Sunday, 18 November 2007

Confused ramblings from the secondhand book trade


Having been commenting on various blogs about retailing Westwood Cross and the problems that this poses for all the Thanet towns, with other retailers saying how bad the situation is.

Saturday’s sales in the bookshop were more than 50% up on both those of 2005 and 2006 looking at the sales analysis this was mostly ordinary secondhand books, I have to say I am totally miffed.

Now things are pretty bad in the secondhand book trade at the moment my brother has just closed his shop in St Albans that was established 45 years ago blaming the combined effects of out of town shopping and the internet.
The demise of the secondhand bookshops is particularly bad at this time because of the affect on the environment at the moment everywhere I go they seem to be closed or closing.

3 comments:

  1. Glad to hear of the boost in sales; sad to hear of another bookshop closing.

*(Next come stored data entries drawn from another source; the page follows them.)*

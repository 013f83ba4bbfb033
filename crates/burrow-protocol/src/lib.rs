#[cfg(unix)]
pub mod client;
pub mod framing;
mod messages;
pub mod name;
mod types;

#[cfg(unix)]
pub use client::{IpcConnection, IpcError, IpcWriter};
pub use framing::{FrameError, MAX_FRAME_BYTES, read_frame, write_frame};
pub use messages::{ClientMessage, DaemonMessage, ErrorCode, decode_payload, encode_payload};
pub use name::{MalformedReason, NameError, SessionName};
pub use types::{
    HistoryFormat, SESSION_ENV, SessionInfo, SessionStatus, join_command, split_command,
};
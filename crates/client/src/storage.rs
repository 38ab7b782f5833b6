//! Persistent key-value store scoped to a profile.
//!
//! The durable analog of a browser's per-origin storage: a string-keyed map
//! that survives restarts, loaded once at open and rewritten write-through
//! on every mutation. Access is synchronous; the file is small and the
//! write path is an atomic rename, so callers never suspend on storage.
//!
//! Key namespaces never overlap: session keys, the cart envelope, and the
//! wishlist array each have exactly one writer (see [`keys`]).

use std::collections::BTreeMap;
use std::fs;
use std::path::{Path, PathBuf};
use std::sync::Arc;

use parking_lot::RwLock;
use thiserror::Error;

/// Well-known storage keys.
pub mod keys {
    /// Bearer access token of the current session.
    pub const SESSION_TOKEN: &str = "session.token";

    /// Principal identifier of the current session.
    pub const SESSION_PRINCIPAL_ID: &str = "session.principalId";

    /// Role of the current session.
    pub const SESSION_ROLE: &str = "session.role";

    /// Serialized cart envelope.
    pub const CART: &str = "cart.v1";

    /// Serialized array of wishlisted product ids.
    pub const WISHLIST: &str = "wishlist.v1";
}

/// Errors that can occur while persisting local state.
#[derive(Debug, Error)]
pub enum StoreError {
    /// Filesystem operation failed.
    #[error("storage I/O error: {0}")]
    Io(#[from] std::io::Error),

    /// State could not be serialized.
    #[error("storage serialization error: {0}")]
    Serialize(#[from] serde_json::Error),
}

/// Durable, synchronous, profile-scoped string store.
///
/// Cheap to clone; clones share the same in-memory map and backing file.
#[derive(Clone)]
pub struct ProfileStore {
    inner: Arc<ProfileStoreInner>,
}

struct ProfileStoreInner {
    path: PathBuf,
    map: RwLock<BTreeMap<String, String>>,
}

impl ProfileStore {
    /// Open (or create) the store for the given profile.
    ///
    /// A corrupt state file is treated as absent: the file is removed and
    /// the store starts empty rather than failing startup.
    ///
    /// # Errors
    ///
    /// Returns `StoreError::Io` if the state directory cannot be created or
    /// the state file cannot be read.
    pub fn open(state_dir: &Path, profile: &str) -> Result<Self, StoreError> {
        fs::create_dir_all(state_dir)?;
        let path = state_dir.join(format!("{profile}.json"));

        let map = if path.exists() {
            let raw = fs::read_to_string(&path)?;
            match serde_json::from_str(&raw) {
                Ok(map) => map,
                Err(err) => {
                    tracing::warn!(
                        path = %path.display(),
                        error = %err,
                        "State file is corrupt, starting from an empty store"
                    );
                    fs::remove_file(&path)?;
                    BTreeMap::new()
                }
            }
        } else {
            BTreeMap::new()
        };

        Ok(Self {
            inner: Arc::new(ProfileStoreInner {
                path,
                map: RwLock::new(map),
            }),
        })
    }

    /// Read a value.
    #[must_use]
    pub fn get(&self, key: &str) -> Option<String> {
        self.inner.map.read().get(key).cloned()
    }

    /// Write a value and flush to disk.
    ///
    /// # Errors
    ///
    /// Returns `StoreError` if the state file cannot be written.
    pub fn set(&self, key: &str, value: impl Into<String>) -> Result<(), StoreError> {
        let mut map = self.inner.map.write();
        map.insert(key.to_owned(), value.into());
        Self::flush(&self.inner.path, &map)
    }

    /// Remove a key (no-op if absent) and flush to disk.
    ///
    /// # Errors
    ///
    /// Returns `StoreError` if the state file cannot be written.
    pub fn remove(&self, key: &str) -> Result<(), StoreError> {
        let mut map = self.inner.map.write();
        if map.remove(key).is_none() {
            return Ok(());
        }
        Self::flush(&self.inner.path, &map)
    }

    /// Remove every key and flush to disk.
    ///
    /// # Errors
    ///
    /// Returns `StoreError` if the state file cannot be written.
    pub fn clear(&self) -> Result<(), StoreError> {
        let mut map = self.inner.map.write();
        map.clear();
        Self::flush(&self.inner.path, &map)
    }

    /// Rewrite the backing file via a temp file + rename so a crash mid-write
    /// never leaves a truncated state file behind.
    fn flush(path: &Path, map: &BTreeMap<String, String>) -> Result<(), StoreError> {
        let serialized = serde_json::to_string_pretty(map)?;
        let tmp = path.with_extension("json.tmp");
        fs::write(&tmp, serialized)?;
        fs::rename(&tmp, path)?;
        Ok(())
    }
}

#[cfg(test)]
mod tests {
    use super::*;

    #[test]
    fn test_set_get_roundtrip() {
        let dir = tempfile::tempdir().expect("tempdir");
        let store = ProfileStore::open(dir.path(), "default").expect("open");

        store.set(keys::SESSION_TOKEN, "tok-1").expect("set");
        assert_eq!(store.get(keys::SESSION_TOKEN).as_deref(), Some("tok-1"));
        assert_eq!(store.get(keys::SESSION_ROLE), None);
    }

    #[test]
    fn test_survives_reopen() {
        let dir = tempfile::tempdir().expect("tempdir");
        {
            let store = ProfileStore::open(dir.path(), "default").expect("open");
            store.set(keys::WISHLIST, "[\"p-1\"]").expect("set");
        }

        let reopened = ProfileStore::open(dir.path(), "default").expect("reopen");
        assert_eq!(reopened.get(keys::WISHLIST).as_deref(), Some("[\"p-1\"]"));
    }

    #[test]
    fn test_profiles_are_isolated() {
        let dir = tempfile::tempdir().expect("tempdir");
        let alice = ProfileStore::open(dir.path(), "alice").expect("open alice");
        let bob = ProfileStore::open(dir.path(), "bob").expect("open bob");

        alice.set("k", "alice-value").expect("set");
        assert_eq!(bob.get("k"), None);
    }

    #[test]
    fn test_corrupt_file_starts_empty() {
        let dir = tempfile::tempdir().expect("tempdir");
        std::fs::write(dir.path().join("default.json"), "{not json").expect("write");

        let store = ProfileStore::open(dir.path(), "default").expect("open");
        assert_eq!(store.get(keys::SESSION_TOKEN), None);

        // The corrupt file was removed, so a reopen is clean too.
        let reopened = ProfileStore::open(dir.path(), "default").expect("reopen");
        assert_eq!(reopened.get(keys::SESSION_TOKEN), None);
    }

    #[test]
    fn test_remove_and_clear() {
        let dir = tempfile::tempdir().expect("tempdir");
        let store = ProfileStore::open(dir.path(), "default").expect("open");

        store.set("a", "1").expect("set");
        store.set("b", "2").expect("set");
        store.remove("a").expect("remove");
        store.remove("a").expect("remove absent is a no-op");
        assert_eq!(store.get("a"), None);
        assert_eq!(store.get("b").as_deref(), Some("2"));

        store.clear().expect("clear");
        assert_eq!(store.get("b"), None);
    }
}
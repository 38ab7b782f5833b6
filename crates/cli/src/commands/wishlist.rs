//! Wishlist commands.
//!
//! # Usage
//!
//! ```bash
//! clementine wishlist show
//! clementine wishlist add p-42
//! clementine wishlist remove p-42
//! ```

use clementine_client::error::ApiError;
use clementine_client::state::AppState;
use clementine_core::ProductId;

/// Sync the wishlist and print its members.
pub async fn show(state: &AppState) {
    state.wishlist.load().await;

    let products = state.wishlist.product_ids();
    if products.is_empty() {
        tracing::info!("Wishlist is empty");
        return;
    }

    for product_id in &products {
        tracing::info!("{product_id}");
    }
}

/// Add a product to the wishlist.
pub async fn add(state: &AppState, product_id: &str) -> Result<(), ApiError> {
    state.wishlist.add(&ProductId::new(product_id)).await
}

/// Remove a product from the wishlist.
pub async fn remove(state: &AppState, product_id: &str) {
    state.wishlist.remove(&ProductId::new(product_id)).await;
}
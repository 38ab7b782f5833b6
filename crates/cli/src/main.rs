//! Clementine CLI - Shopping session shell.
//!
//! # Usage
//!
//! ```bash
//! # Log in (password read from CLEMENTINE_PASSWORD or prompted)
//! clementine auth login -u alice
//!
//! # Show who is logged in
//! clementine auth whoami
//!
//! # Cart operations
//! clementine cart show
//! clementine cart add p-42 --quantity 2
//! clementine cart remove p-42
//! clementine cart coupon WELCOME10
//! clementine order place
//!
//! # Wishlist operations
//! clementine wishlist show
//! clementine wishlist add p-42
//! ```
//!
//! # Commands
//!
//! - `auth` - Login, logout, registration, session inspection
//! - `cart` - Cart display and mutation
//! - `wishlist` - Wishlist display and mutation
//! - `order` - Order placement

#![cfg_attr(not(test), forbid(unsafe_code))]

use clap::{Parser, Subcommand};

mod commands;

#[derive(Parser)]
#[command(name = "clementine")]
#[command(author, version, about = "Clementine shopping client")]
struct Cli {
    #[command(subcommand)]
    command: Commands,
}

#[derive(Subcommand)]
enum Commands {
    /// Manage the login session
    Auth {
        #[command(subcommand)]
        action: AuthAction,
    },
    /// Inspect and change the shopping cart
    Cart {
        #[command(subcommand)]
        action: CartAction,
    },
    /// Inspect and change the wishlist
    Wishlist {
        #[command(subcommand)]
        action: WishlistAction,
    },
    /// Place orders
    Order {
        #[command(subcommand)]
        action: OrderAction,
    },
}

#[derive(Subcommand)]
enum AuthAction {
    /// Log in with a username and password
    Login {
        /// Account username
        #[arg(short, long)]
        username: String,
    },
    /// Register a new account and log into it
    Register {
        /// Account username
        #[arg(short, long)]
        username: String,
    },
    /// Destroy the current session
    Logout,
    /// Show the current session
    Whoami,
}

#[derive(Subcommand)]
enum CartAction {
    /// Show the cart after syncing with the backend
    Show,
    /// Add a product to the cart
    Add {
        /// Product id (e.g. `p-42`)
        product_id: String,

        /// Number of units to add
        #[arg(short, long, default_value_t = 1)]
        quantity: u32,
    },
    /// Remove a product from the cart
    Remove {
        /// Product id
        product_id: String,
    },
    /// Set a product's quantity (0 removes it)
    Update {
        /// Product id
        product_id: String,

        /// New quantity
        quantity: u32,
    },
    /// Apply a coupon code
    Coupon {
        /// Coupon code
        code: String,
    },
    /// Empty the local cart without a server round trip
    Clear,
}

#[derive(Subcommand)]
enum WishlistAction {
    /// Show the wishlist after syncing with the backend
    Show,
    /// Add a product to the wishlist
    Add {
        /// Product id
        product_id: String,
    },
    /// Remove a product from the wishlist
    Remove {
        /// Product id
        product_id: String,
    },
}

#[derive(Subcommand)]
enum OrderAction {
    /// Place an order for the current cart
    Place,
}

#[tokio::main]
async fn main() {
    dotenvy::dotenv().ok();

    // Initialize tracing
    tracing_subscriber::fmt::init();

    let cli = Cli::parse();

    let result: Result<(), Box<dyn std::error::Error>> = run(cli).await;

    if let Err(e) = result {
        tracing::error!("Command failed: {e}");
        std::process::exit(1);
    }
}

async fn run(cli: Cli) -> Result<(), Box<dyn std::error::Error>> {
    let state = commands::build_state()?;

    match cli.command {
        Commands::Auth { action } => match action {
            AuthAction::Login { username } => commands::auth::login(&state, &username).await?,
            AuthAction::Register { username } => {
                commands::auth::register(&state, &username).await?;
            }
            AuthAction::Logout => commands::auth::logout(&state),
            AuthAction::Whoami => commands::auth::whoami(&state),
        },
        Commands::Cart { action } => match action {
            CartAction::Show => commands::cart::show(&state).await,
            CartAction::Add {
                product_id,
                quantity,
            } => commands::cart::add(&state, &product_id, quantity).await?,
            CartAction::Remove { product_id } => {
                commands::cart::remove(&state, &product_id).await?;
            }
            CartAction::Update {
                product_id,
                quantity,
            } => commands::cart::update(&state, &product_id, quantity).await?,
            CartAction::Coupon { code } => commands::cart::coupon(&state, &code).await?,
            CartAction::Clear => commands::cart::clear(&state),
        },
        Commands::Wishlist { action } => match action {
            WishlistAction::Show => commands::wishlist::show(&state).await,
            WishlistAction::Add { product_id } => {
                commands::wishlist::add(&state, &product_id).await?;
            }
            WishlistAction::Remove { product_id } => {
                commands::wishlist::remove(&state, &product_id).await;
            }
        },
        Commands::Order { action } => match action {
            OrderAction::Place => commands::cart::place_order(&state).await?,
        },
    }
    Ok(())
}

And although the Internet does change things for everyone, especially specialist retailers, it also enables 24 hour trading and a wider audience reach for the lucky few who have a searchable niche, and who get the Internet thing right - Abebooks, eBay, your own web site, Amazon and the rest (is it a secret what percentage of your business you do online Michael?). But that doesn't make it much easier, I know, it just adds an option or two...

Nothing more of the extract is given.